Figure 2.

Angiopoietin-like 4 (ANGPTL4) and aldolase A (ALDOA) expression in melanoma cells with overexpression and knockdown of ANGPTL4. (A) WM-115 cells: Expression of ANGPTL4 and ALDOA in control cells (lane 1), cells stably transfected with empty pcDNA3 vector (lane 2), cells overexpressing ANGPTL4 (lane 3), cells treated with selective protein kinase C (PKC) inhibitor Go6983 (500 nM, 24 h; lane 4), and cells overexpressing ANGPTL4 and simultaneously treated with Go6983 (500 nM, 24 h; lane 5), was analyzed by western blotting.
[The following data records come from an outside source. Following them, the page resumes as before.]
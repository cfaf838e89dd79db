//! Search filters and request encoding.
//!
//! Maps a query plus filter selections onto the endpoint path and query
//! parameters understood by the search service.

use std::collections::BTreeSet;

/// Publication date window accepted by the `date` parameter.
#[derive(Debug, Clone, Copy, PartialEq, Eq)]
pub enum DateRange {
    /// Published today
    Today,
    /// Published in the last 24 hours
    Last24Hours,
    /// Published in the last week
    Week,
    /// Published in the last month
    Month,
    /// Published in the last three months
    ThreeMonths,
}

impl DateRange {
    /// All ranges in the order the filter dropdown cycles through them.
    pub const ALL: [DateRange; 5] = [
        DateRange::Today,
        DateRange::Last24Hours,
        DateRange::Week,
        DateRange::Month,
        DateRange::ThreeMonths,
    ];

    /// Value sent on the wire.
    pub fn as_param(self) -> &'static str {
        match self {
            DateRange::Today => "today",
            DateRange::Last24Hours => "24h",
            DateRange::Week => "week",
            DateRange::Month => "month",
            DateRange::ThreeMonths => "3months",
        }
    }

    /// Human-readable label.
    pub fn label(self) -> &'static str {
        match self {
            DateRange::Today => "Today",
            DateRange::Last24Hours => "Last 24 hours",
            DateRange::Week => "Past week",
            DateRange::Month => "Past month",
            DateRange::ThreeMonths => "Past 3 months",
        }
    }

    /// Step to the next selection: none -> today -> ... -> 3months -> none.
    pub fn cycle(current: Option<DateRange>) -> Option<DateRange> {
        match current {
            None => Some(DateRange::ALL[0]),
            Some(range) => {
                let idx = DateRange::ALL.iter().position(|r| *r == range).unwrap_or(0);
                DateRange::ALL.get(idx + 1).copied()
            }
        }
    }

    /// Step to the previous selection, the reverse of [`DateRange::cycle`].
    pub fn cycle_back(current: Option<DateRange>) -> Option<DateRange> {
        match current {
            None => DateRange::ALL.last().copied(),
            Some(range) => {
                let idx = DateRange::ALL.iter().position(|r| *r == range).unwrap_or(0);
                idx.checked_sub(1).map(|prev| DateRange::ALL[prev])
            }
        }
    }
}

/// Filters refining a search.
#[derive(Debug, Clone, Default, PartialEq, Eq)]
pub struct SearchFilters {
    /// Publication date window
    pub date: Option<DateRange>,
    /// Author name (trimmed, never empty when set)
    pub authors: Option<String>,
    /// Selected sources, a subset of the configured whitelist
    pub sources: BTreeSet<String>,
}

impl SearchFilters {
    /// Set the author filter from free text.
    ///
    /// # Details
    /// Text is trimmed; blank text clears the filter.
    pub fn set_authors(&mut self, text: &str) {
        let trimmed = text.trim();
        self.authors = if trimmed.is_empty() {
            None
        } else {
            Some(trimmed.to_string())
        };
    }

    /// Flip membership of `source` in the selected set.
    pub fn toggle_source(&mut self, source: &str) {
        if !self.sources.remove(source) {
            self.sources.insert(source.to_string());
        }
    }

    /// Reset every filter to empty.
    pub fn clear(&mut self) {
        self.date = None;
        self.authors = None;
        self.sources.clear();
    }

    /// Whether any filter is set.
    pub fn is_active(&self) -> bool {
        self.date.is_some() || self.authors.is_some() || !self.sources.is_empty()
    }

    /// Encode the non-empty filters as request parameters.
    ///
    /// # Returns
    /// * `Vec<(&'static str, String)>` - `date`, `authors` and `sources`
    ///   pairs, each present only when the filter is set
    pub fn to_params(&self) -> Vec<(&'static str, String)> {
        let mut params = Vec::new();
        if let Some(date) = self.date {
            params.push(("date", date.as_param().to_string()));
        }
        if let Some(authors) = self.authors.as_deref().map(str::trim)
            && !authors.is_empty()
        {
            params.push(("authors", authors.to_string()));
        }
        if !self.sources.is_empty() {
            let joined = self
                .sources
                .iter()
                .map(String::as_str)
                .collect::<Vec<_>>()
                .join(",");
            params.push(("sources", joined));
        }
        params
    }
}

/// A remote call the controller wants issued.
#[derive(Debug, Clone, PartialEq, Eq)]
pub enum Endpoint {
    /// `GET /search` with a query and filters
    Search {
        /// Submitted query text
        query: String,
        /// Filters at submission time
        filters: SearchFilters,
    },
    /// `GET /latest`
    Latest,
}

impl Endpoint {
    /// Path relative to the service base URL.
    pub fn path(&self) -> &'static str {
        match self {
            Endpoint::Search { .. } => "search",
            Endpoint::Latest => "latest",
        }
    }

    /// Query parameters for the request.
    pub fn params(&self) -> Vec<(&'static str, String)> {
        match self {
            Endpoint::Search { query, filters } => {
                let mut params = vec![("query", query.clone())];
                params.extend(filters.to_params());
                params
            }
            Endpoint::Latest => Vec::new(),
        }
    }
}
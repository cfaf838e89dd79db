//! Header widget rendering.
//!
//! Displays the application title and the theme toggle.

use crate::ui::theme::{Palette, Theme};
use ratatui::{
    buffer::Buffer,
    layout::{Alignment, Rect},
    style::{Modifier, Style},
    text::{Line, Span},
    widgets::{Block, Borders, Paragraph, Widget},
};

/// Render the header widget.
///
/// # Arguments
/// * `theme` - Active theme, labels the toggle
/// * `palette` - Colors of the active theme
/// * `area` - Area to render in
/// * `buf` - Buffer to render to
pub fn render_header(theme: Theme, palette: &Palette, area: Rect, buf: &mut Buffer) {
    let line = Line::from(vec![
        Span::styled(
            "News Aggregator",
            Style::default().fg(palette.text).add_modifier(Modifier::BOLD),
        ),
        Span::styled("   ", Style::default()),
        Span::styled(theme.toggle_label(), Style::default().fg(palette.dim)),
    ]);

    let paragraph = Paragraph::new(line)
        .alignment(Alignment::Center)
        .block(
            Block::default()
                .borders(Borders::BOTTOM)
                .border_style(palette.border_style(false))
                .style(palette.base()),
        );

    Widget::render(paragraph, area, buf);
}
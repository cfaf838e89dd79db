//! Query input panel state.
//!
//! Holds the query text, the filter selections and the filter dropdown.
//! Emits a `(query, filters)` pair when the user asks for a search.

use crate::news::{DateRange, SearchFilters};
use ratatui::layout::Rect;

/// Field focused inside the filter dropdown.
#[derive(Debug, Clone, Copy, PartialEq, Eq)]
pub enum FilterField {
    /// Publication date window
    Date,
    /// Author name text
    Authors,
    /// Source checklist
    Sources,
}

impl FilterField {
    fn next(self) -> Self {
        match self {
            FilterField::Date => FilterField::Authors,
            FilterField::Authors => FilterField::Sources,
            FilterField::Sources => FilterField::Date,
        }
    }

    fn prev(self) -> Self {
        match self {
            FilterField::Date => FilterField::Sources,
            FilterField::Authors => FilterField::Date,
            FilterField::Sources => FilterField::Authors,
        }
    }
}

/// Mouse-down listener that closes the dropdown on clicks outside it.
///
/// Only exists while the dropdown is open: opening creates it and every
/// close path drops it, so no listener outlives the dropdown.
#[derive(Debug, Clone, PartialEq, Eq)]
pub struct OutsideClick {
    /// Rendered dropdown region, updated on each draw
    region: Rect,
}

impl OutsideClick {
    fn contains(&self, column: u16, row: u16) -> bool {
        column >= self.region.x
            && column < self.region.x.saturating_add(self.region.width)
            && row >= self.region.y
            && row < self.region.y.saturating_add(self.region.height)
    }
}

/// Transient input state of the search bar and its filter dropdown.
#[derive(Debug, Clone)]
pub struct QueryPanel {
    /// Query text as typed
    pub query: String,
    /// Current filter selections
    pub filters: SearchFilters,
    /// Author text as typed (mirrored into `filters.authors` trimmed)
    pub authors_input: String,
    /// Focused dropdown field
    pub focus: FilterField,
    /// Highlighted row in the source checklist
    pub source_cursor: usize,
    /// Sources that may be selected
    sources: Vec<String>,
    /// Outside-click listener, present exactly while the dropdown is open
    outside_click: Option<OutsideClick>,
}

impl QueryPanel {
    /// Create an empty panel offering `sources` in the source filter.
    pub fn new(sources: Vec<String>) -> Self {
        Self {
            query: String::new(),
            filters: SearchFilters::default(),
            authors_input: String::new(),
            focus: FilterField::Date,
            source_cursor: 0,
            sources,
            outside_click: None,
        }
    }

    /// Sources offered in the source filter.
    pub fn sources(&self) -> &[String] {
        &self.sources
    }

    /// Append a character to the query text.
    pub fn push_char(&mut self, ch: char) {
        self.query.push(ch);
    }

    /// Remove the last character of the query text.
    pub fn pop_char(&mut self) {
        self.query.pop();
    }

    /// Request a search.
    ///
    /// # Returns
    /// * `Option<(String, SearchFilters)>` - Trimmed query and a copy of the
    ///   filters, or None when the trimmed query is empty
    pub fn submit(&self) -> Option<(String, SearchFilters)> {
        let query = self.query.trim();
        if query.is_empty() {
            return None;
        }
        Some((query.to_string(), self.filters.clone()))
    }

    /// Whether the filter dropdown is open.
    pub fn is_dropdown_open(&self) -> bool {
        self.outside_click.is_some()
    }

    /// Open the dropdown if closed, close it if open.
    pub fn toggle_dropdown(&mut self) {
        if self.is_dropdown_open() {
            self.close_dropdown();
        } else {
            self.outside_click = Some(OutsideClick {
                region: Rect::default(),
            });
        }
    }

    /// Apply the filters and close the dropdown.
    pub fn apply(&mut self) {
        self.close_dropdown();
    }

    fn close_dropdown(&mut self) {
        self.outside_click = None;
    }

    /// Record where the dropdown was drawn.
    ///
    /// # Details
    /// No-op while the dropdown is closed.
    pub fn track_dropdown_region(&mut self, region: Rect) {
        if let Some(listener) = self.outside_click.as_mut() {
            listener.region = region;
        }
    }

    /// Handle a mouse-down anywhere on screen.
    ///
    /// # Returns
    /// * `bool` - True if the event closed the dropdown
    pub fn on_pointer_down(&mut self, column: u16, row: u16) -> bool {
        match &self.outside_click {
            Some(listener) if !listener.contains(column, row) => {
                self.close_dropdown();
                true
            }
            _ => false,
        }
    }

    /// Reset date, authors and sources.
    ///
    /// # Details
    /// Leaves the query text and dropdown state untouched.
    pub fn clear(&mut self) {
        self.filters.clear();
        self.authors_input.clear();
    }

    /// Flip selection of a whitelisted source; unknown names are ignored.
    pub fn toggle_source(&mut self, source: &str) {
        if self.sources.iter().any(|s| s == source) {
            self.filters.toggle_source(source);
        }
    }

    /// Flip selection of the source under the cursor.
    pub fn toggle_source_at_cursor(&mut self) {
        if let Some(source) = self.sources.get(self.source_cursor).cloned() {
            self.toggle_source(&source);
        }
    }

    /// Move the source cursor by one row, wrapping at both ends.
    pub fn move_source_cursor(&mut self, down: bool) {
        let len = self.sources.len();
        if len == 0 {
            return;
        }
        self.source_cursor = if down {
            (self.source_cursor + 1) % len
        } else if self.source_cursor == 0 {
            len - 1
        } else {
            self.source_cursor - 1
        };
    }

    /// Focus the next dropdown field.
    pub fn focus_next(&mut self) {
        self.focus = self.focus.next();
    }

    /// Focus the previous dropdown field.
    pub fn focus_prev(&mut self) {
        self.focus = self.focus.prev();
    }

    /// Step the date filter forward or backward.
    pub fn cycle_date(&mut self, forward: bool) {
        self.filters.date = if forward {
            DateRange::cycle(self.filters.date)
        } else {
            DateRange::cycle_back(self.filters.date)
        };
    }

    /// Append a character to the author filter.
    pub fn push_author_char(&mut self, ch: char) {
        self.authors_input.push(ch);
        self.filters.set_authors(&self.authors_input);
    }

    /// Remove the last character of the author filter.
    pub fn pop_author_char(&mut self) {
        self.authors_input.pop();
        self.filters.set_authors(&self.authors_input);
    }
}

#[cfg(test)]
mod tests {
    use super::*;

    fn panel() -> QueryPanel {
        QueryPanel::new(vec![
            "bbc.com".to_string(),
            "cnn.com".to_string(),
            "reuters.com".to_string(),
        ])
    }

    fn type_query(panel: &mut QueryPanel, text: &str) {
        for ch in text.chars() {
            panel.push_char(ch);
        }
    }

    #[test]
    fn test_submit_trims_query() {
        let mut panel = panel();
        type_query(&mut panel, "  rust  ");
        let (query, filters) = panel.submit().unwrap();
        assert_eq!(query, "rust");
        assert_eq!(filters, SearchFilters::default());
    }

    #[test]
    fn test_submit_blank_query_emits_nothing() {
        let mut panel = panel();
        assert!(panel.submit().is_none());
        type_query(&mut panel, "   ");
        panel.toggle_source("cnn.com");
        assert!(panel.submit().is_none());
    }

    #[test]
    fn test_submit_carries_filters() {
        let mut panel = panel();
        type_query(&mut panel, "markets");
        panel.cycle_date(true);
        for ch in " Ann ".chars() {
            panel.push_author_char(ch);
        }
        panel.toggle_source("reuters.com");

        let (_, filters) = panel.submit().unwrap();
        assert_eq!(filters.date, Some(DateRange::Today));
        assert_eq!(filters.authors.as_deref(), Some("Ann"));
        assert!(filters.sources.contains("reuters.com"));
    }

    #[test]
    fn test_dropdown_toggle_and_apply() {
        let mut panel = panel();
        assert!(!panel.is_dropdown_open());
        panel.toggle_dropdown();
        assert!(panel.is_dropdown_open());
        panel.toggle_dropdown();
        assert!(!panel.is_dropdown_open());

        panel.toggle_dropdown();
        panel.apply();
        assert!(!panel.is_dropdown_open());
    }

    #[test]
    fn test_pointer_down_outside_closes_dropdown() {
        let mut panel = panel();
        panel.toggle_dropdown();
        panel.track_dropdown_region(Rect::new(10, 5, 20, 8));

        assert!(!panel.on_pointer_down(15, 6));
        assert!(panel.is_dropdown_open());
        assert!(!panel.on_pointer_down(29, 12));
        assert!(panel.is_dropdown_open());

        assert!(panel.on_pointer_down(30, 6));
        assert!(!panel.is_dropdown_open());
    }

    #[test]
    fn test_pointer_down_ignored_while_closed() {
        let mut panel = panel();
        panel.track_dropdown_region(Rect::new(0, 0, 5, 5));
        assert!(!panel.on_pointer_down(50, 50));
        assert!(!panel.is_dropdown_open());

        panel.toggle_dropdown();
        panel.toggle_dropdown();
        assert!(!panel.on_pointer_down(50, 50));
    }

    #[test]
    fn test_clear_keeps_query_and_dropdown() {
        let mut panel = panel();
        type_query(&mut panel, "space");
        panel.toggle_dropdown();
        panel.cycle_date(false);
        panel.push_author_char('x');
        panel.toggle_source("bbc.com");

        panel.clear();
        assert_eq!(panel.filters, SearchFilters::default());
        assert!(panel.authors_input.is_empty());
        assert_eq!(panel.query, "space");
        assert!(panel.is_dropdown_open());

        panel.toggle_dropdown();
        panel.clear();
        assert!(!panel.is_dropdown_open());
    }

    #[test]
    fn test_toggle_source_is_membership_flip() {
        let mut panel = panel();
        panel.toggle_source("cnn.com");
        panel.toggle_source("cnn.com");
        assert!(panel.filters.sources.is_empty());

        panel.toggle_source("unknown.org");
        assert!(panel.filters.sources.is_empty());
    }

    #[test]
    fn test_source_cursor_wraps() {
        let mut panel = panel();
        panel.move_source_cursor(false);
        assert_eq!(panel.source_cursor, 2);
        panel.toggle_source_at_cursor();
        assert!(panel.filters.sources.contains("reuters.com"));
        panel.move_source_cursor(true);
        assert_eq!(panel.source_cursor, 0);
    }

    #[test]
    fn test_focus_cycles() {
        let mut panel = panel();
        panel.focus_next();
        assert_eq!(panel.focus, FilterField::Authors);
        panel.focus_prev();
        panel.focus_prev();
        assert_eq!(panel.focus, FilterField::Sources);
    }
}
WM-266-4 cells: Expression of ANGPTL4 and ALDOA in control cells (lane 6), cells stably transduced with scramble control shRNA (lane 7), cells stably expressing ANGPTL4-shRNA (lane 8), cells treated with selective PKC agonist phorbol 12-myristate 13-acetate (PMA; 500 nM, 24 h; lane 9), and cells stably expressing ANGPTL4-shRNA and simultaneously treated with PMA (500 nM, 24 h; lane 10), was analyzed by western blotting. β-actin blotting was used as a loading control. (B and C) Density of the ANGPTL4 (B) and ALDOA (C) blots was normalized against that of β-actin to obtain a relative blot density, respectively, which was expressed as the fold-change to the relative ANGPTL4 (B) or ALDOA (C) blot density of WM-115 control cells (designated as 1). WM-115 cells: ^αP<0.05, compared with Control and Vector; ^βP<0.05, compared with ANGPTL4; ^γP<0.05, compared with PKC inhibitor. WM-266-4 cells: ^δP<0.05, compared with Control and Scramble; ^χP<0.05, compared with ANGPTL4-shRNA.